▶ **TASK PROMPT**:
In the listing below, count each line that contains "Hash". The reply is that count and nothing else.

▶ **DATA TO USE**:
//! Host-embeddable Sapphire value representation.
//!
//! The introspection façade returns its results as these values rather than
//! raw text, and the native-value bridge converts them to and from the host
//! runtime's object model. Only the shapes the bridge round-trips faithfully
//! are modelled: text, integers, floats, booleans, nil and ordered/keyed
//! collections.

use std::fmt;

/// Tagged representation of a host-embeddable Sapphire value.
#[derive(Debug, Clone, PartialEq)]
pub enum Value {
    /// Integer value
    Integer(i64),
    /// Floating point value
    Float(f64),
    /// Text value
    Str(String),
    /// Boolean value
    Boolean(bool),
    /// Nil value
    Nil,
    /// Ordered collection
    Array(Vec<Value>),
    /// Keyed collection, preserving insertion order
    Hash(Vec<(String, Value)>),
}

impl Value {
    /// Stable class name of this value's kind, as reported in type errors
    pub fn kind_name(&self) -> &'static str {
        match self {
            Value::Integer(_) => "Integer",
            Value::Float(_) => "Float",
            Value::Str(_) => "String",
            Value::Boolean(_) => "Boolean",
            Value::Nil => "Nil",
            Value::Array(_) => "Array",
            Value::Hash(_) => "Hash",
        }
    }

    /// Borrow the text content if this is a text value
    pub fn as_str(&self) -> Option<&str> {
        match self {
            Value::Str(s) => Some(s),
            _ => None,
        }
    }

    /// Build a text value
    pub fn string(s: impl Into<String>) -> Self {
        Value::Str(s.into())
    }
}

impl fmt::Display for Value {
    fn fmt(&self, f: &mut fmt::Formatter<'_>) -> fmt::Result {
        match self {
            Value::Integer(i) => write!(f, "{}", i),
            Value::Float(x) => write!(f, "{}", x),
            Value::Str(s) => write!(f, "\"{}\"", s),
            Value::Boolean(b) => write!(f, "{}", b),
            Value::Nil => write!(f, "nil"),
            Value::Array(items) => {
                write!(f, "[")?;
                for (i, item) in items.iter().enumerate() {
                    if i > 0 {
                        write!(f, ", ")?;
                    }
                    write!(f, "{}", item)?;
                }
                write!(f, "]")
            }
            Value::Hash(pairs) => {
                write!(f, "{{ ")?;
                for (i, (key, value)) in pairs.iter().enumerate() {
                    if i > 0 {
                        write!(f, ", ")?;
                    }
                    write!(f, "{}: {}", key, value)?;
                }
                write!(f, " }}")
            }
        }
    }
}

▶ **EXERCISE OUTPUT**:
3